Improvised explosive devices are a key part of the arsenal of the self-proclaimed Islamic State in Iraq and Syria. A report says some are much more sophisticated than others, but all can be made with relatively simple and easily available components.
The group Conflict Armament Research was commissioned by the European Union in July 2014 to investigate how ISIS makes IEDs and where they get the materials.
“In terms of IED construction,” says CAR director James Bevan, “they are actually manufacturing a whole range — from truck bombs, car bombs, items used in suicide bombings — to projected weapons, so for example improvised mortars, and rocket-assisted projectiles. And then things they use defensively; things like landmines, for area denial, and booby traps.”
Bevan says CAR is embedded with groups in Syria and northern Iraq.
"Every time groups there overrun an Islamic State workshop or position," he says, "we document whatever weapons, ammunition and related materials are there.”
A lot of detonators used by ISIS are captured from Syrian government forces on the battlefield. But even those are purchased indirectly from manufacturers in India. And, Bevans says, most of the explosives' parts are legally traded on the civilian market.
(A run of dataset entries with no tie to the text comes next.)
//! Built-in `is` tests, grounded in the predecessor's
//! `environment/tests.py::DEFAULT_TESTS` table.

use std::collections::HashMap;
use std::sync::Arc;

use crate::runtime::value::Value;

pub type TestFn = Arc<dyn Fn(&Value, &[Value]) -> bool + Send + Sync>;

#[derive(Clone)]
pub struct TestRegistry(Arc<HashMap<String, TestFn>>);

impl TestRegistry {
    pub fn get(&self, name: &str) -> Option<TestFn> {
        self.0.get(name).cloned()
    }

    pub fn with(&self, name: impl Into<String>, f: TestFn) -> Self {
        let mut map = (*self.0).clone();
        map.insert(name.into(), f);
        TestRegistry(Arc::new(map))
    }
}

impl Default for TestRegistry {
    fn default() -> Self {
        TestRegistry(Arc::new(default_tests()))
    }
}

fn wrap<F>(f: F) -> TestFn
where
    F: Fn(&Value, &[Value]) -> bool + Send + Sync + 'static,
{
    Arc::new(f)
}

fn default_tests() -> HashMap<String, TestFn> {
    let mut m: HashMap<String, TestFn> = HashMap::new();

    m.insert("defined".into(), wrap(|v, _a| !v.is_undefined()));
    m.insert("undefined".into(), wrap(|v, _a| v.is_undefined()));
    m.insert("none".into(), wrap(|v, _a| v.is_none()));
    m.insert("true".into(), wrap(|v, _a| matches!(v, Value::Bool(true))));
    m.insert("false".into(), wrap(|v, _a| matches!(v, Value::Bool(false))));
    m.insert(
        "even".into(),
        wrap(|v, _a| matches!(v, Value::Int(i) if i % 2 == 0)),
    );
    m.insert(
        "odd".into(),
        wrap(|v, _a| matches!(v, Value::Int(i) if i.rem_euclid(2) == 1)),
    );
    m.insert(
        "divisibleby".into(),
        wrap(|v, a| match (v, a.first()) {
            (Value::Int(i), Some(Value::Int(n))) if *n != 0 => i % n == 0,
            _ => false,
        }),
    );
    m.insert(
        "number".into(),
        wrap(|v, _a| matches!(v, Value::Int(_) | Value::Float(_))),
    );
    m.insert("string".into(), wrap(|v, _a| matches!(v, Value::Str(_))));
    m.insert("mapping".into(), wrap(|v, _a| matches!(v, Value::Map(_))));
    m.insert(
        "sequence".into(),
        wrap(|v, _a| matches!(v, Value::List(_) | Value::Str(_))),
    );
    m.insert(
        "iterable".into(),
        wrap(|v, _a| matches!(v, Value::List(_) | Value::Str(_) | Value::Map(_))),
    );
    m.insert("callable".into(), wrap(|v, _a| matches!(v, Value::Callable(_))));
    let eq = wrap(|v, a| a.first().map(|other| v.equals(other)).unwrap_or(false));
    m.insert("equalto".into(), eq.clone());
    m.insert("eq".into(), eq.clone());
    m.insert("sameas".into(), eq);
    m.insert(
        "gt".into(),
        wrap(|v, a| {
            a.first()
                .and_then(|o| v.compare(o))
                .map(|o| o == std::cmp::Ordering::Greater)
                .unwrap_or(false)
        }),
    );
    m.insert(
        "lt".into(),
        wrap(|v, a| {
            a.first()
                .and_then(|o| v.compare(o))
                .map(|o| o == std::cmp::Ordering::Less)
                .unwrap_or(false)
        }),
    );
    m.insert(
        "ge".into(),
        wrap(|v, a| {
            a.first()
                .and_then(|o| v.compare(o))
                .map(|o| o != std::cmp::Ordering::Less)
                .unwrap_or(false)
        }),
    );
    m.insert(
        "le".into(),
        wrap(|v, a| {
            a.first()
                .and_then(|o| v.compare(o))
                .map(|o| o != std::cmp::Ordering::Greater)
                .unwrap_or(false)
        }),
    );
    m.insert(
        "in".into(),
        wrap(|v, a| match a.first() {
            Some(Value::List(items)) => items.iter().any(|i| i.equals(v)),
            Some(Value::Str(s)) => v.as_str().map(|needle| s.contains(needle)).unwrap_or(false),
            _ => false,
        }),
    );

    m
}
“Fertilizers, for example," he says. "In Western countries, because this is known, they are quite heavily regulated, which makes them traceable. This is not the case in the [Middle East]. The distributors clearly do not have adequate records of who they have supplied these materials to.”
Bevan's report has a caveat: that it doesn't imply the countries where IED components originate are working with ISIS.
Erika Solomon, Middle East correspondent for the Financial Times, has done plenty of her own reporting on ISIS' weapons-supply routes over the past year. She says along the Turkish border, and they provide a lot of the materials for explosives.
She’s investigated some of these small traders.
“There are these very small-time businessmen who have deals, basically, with ISIS," she says. "I don’t know if they are sympathizers. Some of them are. Some may be doing it purely for business.”
It might not always be in the open, though.
"Basically this man ostensibly had an office where he just exchanged money," Solomon says. "But actually what he was also doing ... was taking in large sums of cash, and then his employees found out that he was then going and buying large quantities of fertilizer and aluminium poles and metal and that kind of thing, which are basic elements of the IEDs."